The Intercept’s Glenn Greenwald on What’s Wrong (and Right) With the Media
Glenn Greenwald: "Once corporations started — Westinghouse and CBS, now Disney and ABC, and all of that,
and journalists started becoming corporate employees instead of
journalists, the ethos of a corporation is completely different from
what a journalistic ethos is supposed to be. When you work at a
corporation, being controversial or offending and alienating people is
the worst possible thing you can do. You’re supposed to fit into
authoritative structures, you’re supposed to kind of please the power
structure that exists. If you’re a corporation that has a lot of
dealings with the government, the last thing you want is your media
division alienating government officials by being aggressive toward them
or alienating them or offending them.
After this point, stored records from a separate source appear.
//! Image resolution backend
//!
//! `ImageApi` is the seam between the resolver and the network. The HTTP
//! implementation talks to the analytics backend:
//!
//! - `GET  {base}/api/product-image/{id}` returns `{ image_url?, method? }`
//! - `POST {base}/api/product-images/batch` with `{ ids }` returns
//!   `{ results: { id: { image_url? } } }`

use async_trait::async_trait;
use reqwest::header::{COOKIE, HeaderMap, HeaderValue};
use reqwest::{Client, Url};
use serde::{Deserialize, Serialize};
use shelfscope_core::{Result, ShelfscopeError};
use std::collections::HashMap;
use std::time::Duration;

/// Single lookup response
#[derive(Debug, Clone, PartialEq, Default, Deserialize, Serialize)]
pub struct ImageResponse {
    #[serde(default)]
    pub image_url: Option<String>,
    /// How the backend found the image (scrape, catalog, ...)
    #[serde(default)]
    pub method: Option<String>,
}

/// Resolved URL per identifier from a batch call. `None` means the backend
/// answered but had no image.
pub type BatchResult = HashMap<String, Option<String>>;

#[async_trait]
pub trait ImageApi: Send + Sync {
    async fn fetch_one(&self, id: &str) -> Result<ImageResponse>;

    async fn fetch_batch(&self, ids: &[String]) -> Result<BatchResult>;
}

#[derive(Debug, Deserialize)]
struct BatchResponse {
    #[serde(default)]
    results: HashMap<String, BatchItem>,
}

#[derive(Debug, Deserialize)]
struct BatchItem {
    #[serde(default)]
    image_url: Option<String>,
}

#[derive(Debug, Serialize)]
struct BatchRequest<'a> {
    ids: &'a [String],
}

/// `ImageApi` over HTTP with reqwest
#[derive(Debug, Clone)]
pub struct HttpImageApi {
    client: Client,
    base_url: Url,
}

impl HttpImageApi {
    pub fn new(base_url: &str) -> Result<Self> {
        Self::build(base_url, None, Duration::from_secs(30))
    }

    /// Attach the session cookie every backend request must carry
    pub fn with_session(base_url: &str, cookie: &str, timeout: Duration) -> Result<Self> {
        Self::build(base_url, Some(cookie), timeout)
    }

    fn build(base_url: &str, cookie: Option<&str>, timeout: Duration) -> Result<Self> {
        let base_url = Url::parse(base_url)
            .map_err(|e| ShelfscopeError::Configuration(format!("Invalid API base URL: {}", e)))?;

        let mut headers = HeaderMap::new();
        if let Some(cookie) = cookie {
            let value = HeaderValue::from_str(cookie).map_err(|e| {
                ShelfscopeError::Configuration(format!("Invalid session cookie: {}", e))
            })?;
            headers.insert(COOKIE, value);
        }

        let client = Client::builder()
            .default_headers(headers)
            .timeout(timeout)
            .build()
            .map_err(|e| ShelfscopeError::Network(e.to_string()))?;

        Ok(Self { client, base_url })
    }

    fn endpoint(&self, segments: &[&str]) -> Result<Url> {
        let mut url = self.base_url.clone();
        url.path_segments_mut()
            .map_err(|_| ShelfscopeError::Configuration("API base URL cannot be a base".into()))?
            .pop_if_empty()
            .extend(segments);
        Ok(url)
    }

    async fn check(response: reqwest::Response) -> Result<reqwest::Response> {
        let status = response.status();
        if status.is_success() {
            return Ok(response);
        }
        let message = response.text().await.unwrap_or_default();
        Err(ShelfscopeError::Http {
            status: status.as_u16(),
            message,
        })
    }
}

fn network_err(err: reqwest::Error) -> ShelfscopeError {
    if err.is_decode() {
        ShelfscopeError::InvalidResponse(err.to_string())
    } else {
        ShelfscopeError::Network(err.to_string())
    }
}

#[async_trait]
impl ImageApi for HttpImageApi {
    async fn fetch_one(&self, id: &str) -> Result<ImageResponse> {
        let url = self.endpoint(&["api", "product-image", id])?;
        tracing::debug!(%url, "Fetching product image");

        let response = self.client.get(url).send().await.map_err(network_err)?;
        let response = Self::check(response).await?;
        response.json::<ImageResponse>().await.map_err(network_err)
    }

    async fn fetch_batch(&self, ids: &[String]) -> Result<BatchResult> {
        let url = self.endpoint(&["api", "product-images", "batch"])?;
        tracing::debug!(%url, count = ids.len(), "Fetching product image batch");

        let response = self
            .client
            .post(url)
            .json(&BatchRequest { ids })
            .send()
            .await
            .map_err(network_err)?;
        let response = Self::check(response).await?;
        let body = response.json::<BatchResponse>().await.map_err(network_err)?;

        Ok(body
            .results
            .into_iter()
            .map(|(id, item)| (id, item.image_url.filter(|url| !url.is_empty())))
            .collect())
    }
}

#[cfg(test)]
mod tests {
    use super::*;
    use pretty_assertions::assert_eq;

    #[tokio::test]
    async fn test_fetch_one_parses_response() {
        let mut server = mockito::Server::new_async().await;
        let _m = server
            .mock("GET", "/api/product-image/B08X")
            .with_status(200)
            .with_header("content-type", "application/json")
            .with_body(r#"{"image_url":"https://cdn.example/B08X.jpg","method":"catalog"}"#)
            .expect(1)
            .create_async()
            .await;

        let api = HttpImageApi::new(&server.url()).unwrap();
        let response = api.fetch_one("B08X").await.unwrap();

        assert_eq!(
            response,
            ImageResponse {
                image_url: Some("https://cdn.example/B08X.jpg".to_string()),
                method: Some("catalog".to_string()),
            }
        );
    }

    #[tokio::test]
    async fn test_fetch_one_maps_http_errors() {
        let mut server = mockito::Server::new_async().await;
        let _m = server
            .mock("GET", "/api/product-image/B08X")
            .with_status(502)
            .with_body("upstream unavailable")
            .create_async()
            .await;

        let api = HttpImageApi::new(&server.url()).unwrap();
        let err = api.fetch_one("B08X").await.unwrap_err();

        assert!(matches!(err, ShelfscopeError::Http { status: 502, .. }));
        assert!(err.is_remote());
    }

    #[tokio::test]
    async fn test_fetch_batch_posts_ids_and_sends_session_cookie() {
        let mut server = mockito::Server::new_async().await;
        let _m = server
            .mock("POST", "/api/product-images/batch")
            .match_header("cookie", "session=abc123")
            .match_body(mockito::Matcher::Json(serde_json::json!({
                "ids": ["A1", "B2", "C3"]
            })))
            .with_status(200)
            .with_header("content-type", "application/json")
            .with_body(
                r#"{"results":{"A1":{"image_url":"https://cdn.example/a.jpg"},"B2":{},"C3":{"image_url":""}}}"#,
            )
            .expect(1)
            .create_async()
            .await;

        let api = HttpImageApi::with_session(
            &server.url(),
            "session=abc123",
            Duration::from_secs(5),
        )
        .unwrap();
        let ids = vec!["A1".to_string(), "B2".to_string(), "C3".to_string()];
        let results = api.fetch_batch(&ids).await.unwrap();

        assert_eq!(
            results.get("A1").cloned().flatten().as_deref(),
            Some("https://cdn.example/a.jpg")
        );
        assert_eq!(results.get("B2"), Some(&None));
        assert_eq!(results.get("C3"), Some(&None));
    }

    #[tokio::test]
    async fn test_malformed_body_is_invalid_response() {
        let mut server = mockito::Server::new_async().await;
        let _m = server
            .mock("POST", "/api/product-images/batch")
            .with_status(200)
            .with_body("<html>login</html>")
            .create_async()
            .await;

        let api = HttpImageApi::new(&server.url()).unwrap();
        let err = api.fetch_batch(&["A1".to_string()]).await.unwrap_err();
        assert!(matches!(err, ShelfscopeError::InvalidResponse(_)));
    }

    #[test]
    fn test_identifier_is_path_encoded() {
        let api = HttpImageApi::new("https://dash.example/").unwrap();
        let url = api.endpoint(&["api", "product-image", "A/B 1"]).unwrap();
        assert_eq!(url.as_str(), "https://dash.example/api/product-image/A%2FB%201");
    }

    #[test]
    fn test_invalid_base_url_is_configuration_error() {
        let err = HttpImageApi::new("not a url").unwrap_err();
        assert!(matches!(err, ShelfscopeError::Configuration(_)));
    }
}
So the whole mentality of being
at a big corporation is to me the antithesis of what a real journalistic
ethos is supposed to be, and I think that’s fundamentally changed
journalism for the worse by making it seek out these kinds of
uncontroversial postures"
"But the same people who advocated the Iraq War, if you look at the
Sunday shows to see who is being asked to opine on foreign policy, it’s
the same people who were so radically wrong in everything they said
about Iraq. Or if you look at who the economic gurus are, they’re the
same people whose policies in the ’90s and then into the Bush
administration led to that economic collapse."